//! Post composition
//!
//! [`ComposablePost`] owns an ordered list of components plus an optional
//! theme and turns them into the final post text.
//!
//! # Example
//!
//! ```
//! use libpostcraft::components::HookKind;
//! use libpostcraft::composition::ComposablePost;
//! use libpostcraft::types::PostType;
//!
//! let mut post = ComposablePost::new(PostType::Text, None);
//! post.add_hook(HookKind::Question, "Do you still write status reports?")
//!     .add_body("We replaced ours with a two-line changelog.")
//!     .add_hashtags(["productivity"]);
//!
//! let text = post.compose().unwrap();
//! assert!(text.ends_with("#productivity"));
//! ```

use std::sync::Arc;

use serde_json::{json, Value};

use crate::components::{
    Body, BodyStructure, CallToAction, Component, ComponentKind, CtaKind, Hashtags, Hook,
    HookKind, Separator, SeparatorStyle,
};
use crate::error::{ComponentIssue, Result, ValidationError};
use crate::themes::{HashtagPlacement, Theme};
use crate::types::{DraftContent, PostType, COMPOSED_TEXT_KEY, FOLD_CHARS};

const SECTION_SEPARATOR: &str = "\n\n";

/// Ordered components rendered under one theme
#[derive(Debug, Clone, Default)]
pub struct ComposablePost {
    pub post_type: PostType,
    theme: Option<Arc<Theme>>,
    components: Vec<Arc<dyn Component>>,
}

impl ComposablePost {
    pub fn new(post_type: PostType, theme: Option<Arc<Theme>>) -> Self {
        Self {
            post_type,
            theme,
            components: Vec::new(),
        }
    }

    pub fn theme(&self) -> Option<&Theme> {
        self.theme.as_deref()
    }

    pub fn set_theme(&mut self, theme: Option<Arc<Theme>>) {
        self.theme = theme;
    }

    pub fn components(&self) -> &[Arc<dyn Component>] {
        &self.components
    }

    pub fn len(&self) -> usize {
        self.components.len()
    }

    pub fn is_empty(&self) -> bool {
        self.components.is_empty()
    }

    /// Append any component
    pub fn add<C: Component + 'static>(&mut self, component: C) -> &mut Self {
        self.components.push(Arc::new(component));
        self
    }

    pub fn add_hook(&mut self, kind: HookKind, content: impl Into<String>) -> &mut Self {
        self.add(Hook::new(kind, content))
    }

    pub fn add_body(&mut self, content: impl Into<String>) -> &mut Self {
        self.add(Body::new(content))
    }

    pub fn add_structured_body(
        &mut self,
        content: impl Into<String>,
        structure: BodyStructure,
    ) -> &mut Self {
        self.add(Body::with_structure(content, structure))
    }

    pub fn add_cta(&mut self, kind: CtaKind, text: impl Into<String>) -> &mut Self {
        self.add(CallToAction::new(kind, text))
    }

    pub fn add_hashtags<I, S>(&mut self, tags: I) -> &mut Self
    where
        I: IntoIterator<Item = S>,
        S: Into<String>,
    {
        let placement = self
            .theme
            .as_ref()
            .map(|t| t.hashtag_placement)
            .unwrap_or(HashtagPlacement::End);
        self.add(Hashtags::with_placement(tags, placement))
    }

    pub fn add_separator(&mut self, style: SeparatorStyle) -> &mut Self {
        self.add(Separator::new(style))
    }

    /// Validate every component, collecting one issue per failure
    ///
    /// # Errors
    ///
    /// Returns `ValidationError` listing all invalid components.
    pub fn validate(&self) -> std::result::Result<(), ValidationError> {
        let issues: Vec<_> = self
            .components
            .iter()
            .enumerate()
            .filter_map(|(index, component)| {
                component.invalid_reason().map(|reason| ComponentIssue {
                    index,
                    kind: component.kind().to_string(),
                    reason,
                })
            })
            .collect();

        if issues.is_empty() {
            Ok(())
        } else {
            Err(ValidationError::new(issues))
        }
    }

    /// Render every component in order and join them into the post text
    ///
    /// Blank renders are skipped so they do not leave stray paragraph breaks.
    ///
    /// # Errors
    ///
    /// Returns `PostcraftError::Validation` if any component is invalid;
    /// nothing is rendered in that case.
    pub fn compose(&self) -> Result<String> {
        self.validate()?;
        let theme = self.theme();
        let rendered: Vec<String> = self
            .components
            .iter()
            .map(|component| component.render(theme))
            .filter(|text| !text.trim().is_empty())
            .collect();
        Ok(rendered
            .join(SECTION_SEPARATOR)
            .trim_matches('\n')
            .to_string())
    }

    /// Text visible before the fold, with `...` when cut
    ///
    /// # Errors
    ///
    /// Returns `PostcraftError::Validation` if the post does not compose.
    pub fn preview(&self, chars: usize) -> Result<String> {
        let text = self.compose()?;
        if text.chars().count() <= chars {
            return Ok(text);
        }
        let mut cut: String = text.chars().take(chars).collect();
        cut.push_str("...");
        Ok(cut)
    }

    /// [`preview`](Self::preview) at the platform's default fold
    pub fn fold_preview(&self) -> Result<String> {
        self.preview(FOLD_CHARS)
    }

    /// Rearrange components toward a higher-engagement layout
    ///
    /// Adds a call-to-action in the theme's style when none exists, then
    /// moves end-placed hashtag blocks to the tail. Does nothing without a
    /// theme; running it twice yields the same order as running it once.
    pub fn optimize_for_engagement(&mut self) {
        let Some(theme) = self.theme.clone() else {
            return;
        };

        let has_cta = self
            .components
            .iter()
            .any(|c| c.kind() == ComponentKind::CallToAction);
        if !has_cta {
            let trailing_tags = self
                .components
                .iter()
                .rev()
                .take_while(|c| c.kind() == ComponentKind::Hashtags)
                .count();
            let at = self.components.len() - trailing_tags;
            let style = theme.cta_style;
            self.components.insert(
                at,
                Arc::new(CallToAction::new(style, style.default_prompt())),
            );
        }

        let (tail, rest): (Vec<_>, Vec<_>) = self
            .components
            .drain(..)
            .partition(|c| c.hashtag_placement() == Some(HashtagPlacement::End));
        self.components = rest;
        self.components.extend(tail);
    }

    /// Structured content suitable for storing in a draft
    ///
    /// # Errors
    ///
    /// Returns `PostcraftError::Validation` if the post does not compose.
    pub fn to_draft_content(&self) -> Result<DraftContent> {
        let text = self.compose()?;
        let theme = self.theme();
        let components: Vec<Value> = self
            .components
            .iter()
            .map(|c| json!({ "kind": c.kind(), "text": c.render(theme) }))
            .collect();

        let mut content = DraftContent::new();
        content.insert(
            "character_count".to_string(),
            Value::from(text.chars().count()),
        );
        content.insert(COMPOSED_TEXT_KEY.to_string(), Value::from(text));
        content.insert("components".to_string(), Value::from(components));
        content.insert(
            "theme".to_string(),
            theme.map_or(Value::Null, |t| Value::from(t.key)),
        );
        content.insert("post_type".to_string(), Value::from(self.post_type.as_str()));
        Ok(content)
    }
}

/// Ready-made post layouts
pub struct PostBuilder;

impl PostBuilder {
    /// Stat hook, named framework, conclusion
    pub fn thought_leadership(
        hook_stat: &str,
        framework_name: &str,
        framework_parts: &[&str],
        conclusion: &str,
        theme: Option<Arc<Theme>>,
    ) -> ComposablePost {
        let mut post = ComposablePost::new(PostType::Text, theme);
        post.add_hook(HookKind::Stat, hook_stat)
            .add_body(format!("Here's the {}:", framework_name))
            .add_structured_body(framework_parts.join("||"), BodyStructure::Framework)
            .add_separator(SeparatorStyle::Line)
            .add_body(conclusion)
            .add_cta(CtaKind::Curiosity, "Which resonates most with you?")
            .add_hashtags([
                framework_name.replace(' ', ""),
                "Leadership".to_string(),
                "Strategy".to_string(),
            ]);
        post
    }

    /// Problem, journey and solution told as a story with a closing lesson
    pub fn story(
        hook: &str,
        problem: &str,
        journey: &str,
        solution: &str,
        lesson: &str,
        theme: Option<Arc<Theme>>,
    ) -> ComposablePost {
        let mut post = ComposablePost::new(PostType::Text, theme);
        post.add_hook(HookKind::Story, hook)
            .add_structured_body(
                format!("{}\n\n{}\n\n{}", problem, journey, solution),
                BodyStructure::StoryArc,
            )
            .add_separator(SeparatorStyle::Dots)
            .add_body(format!("The lesson: {}", lesson))
            .add_cta(CtaKind::Soft, CtaKind::Soft.default_prompt());
        post
    }

    pub fn listicle(
        hook: &str,
        items: &[&str],
        conclusion: &str,
        theme: Option<Arc<Theme>>,
    ) -> ComposablePost {
        let mut post = ComposablePost::new(PostType::Text, theme);
        post.add_hook(HookKind::List, hook)
            .add_structured_body(items.join("\n"), BodyStructure::Listicle)
            .add_separator(SeparatorStyle::Wave)
            .add_body(conclusion)
            .add_cta(CtaKind::Action, CtaKind::Action.default_prompt());
        post
    }

    /// Two options side by side followed by a recommendation
    pub fn comparison(
        hook: &str,
        option_a: &str,
        option_b: &str,
        recommendation: &str,
        theme: Option<Arc<Theme>>,
    ) -> ComposablePost {
        let mut post = ComposablePost::new(PostType::Text, theme);
        post.add_hook(HookKind::Question, hook)
            .add_structured_body(
                format!("{}||{}", option_a, option_b),
                BodyStructure::Comparison,
            )
            .add_separator(SeparatorStyle::Line)
            .add_body(format!("My take: {}", recommendation))
            .add_cta(CtaKind::Curiosity, "Which would you choose?");
        post
    }
}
• • • • •
▶ WORK INSTRUCTIONS
In the material above, each line with the word "rendered" should be copied.

▶ RESULT
/// Ordered components rendered under one theme
    /// nothing is rendered in that case.
        let rendered: Vec<String> = self
        Ok(rendered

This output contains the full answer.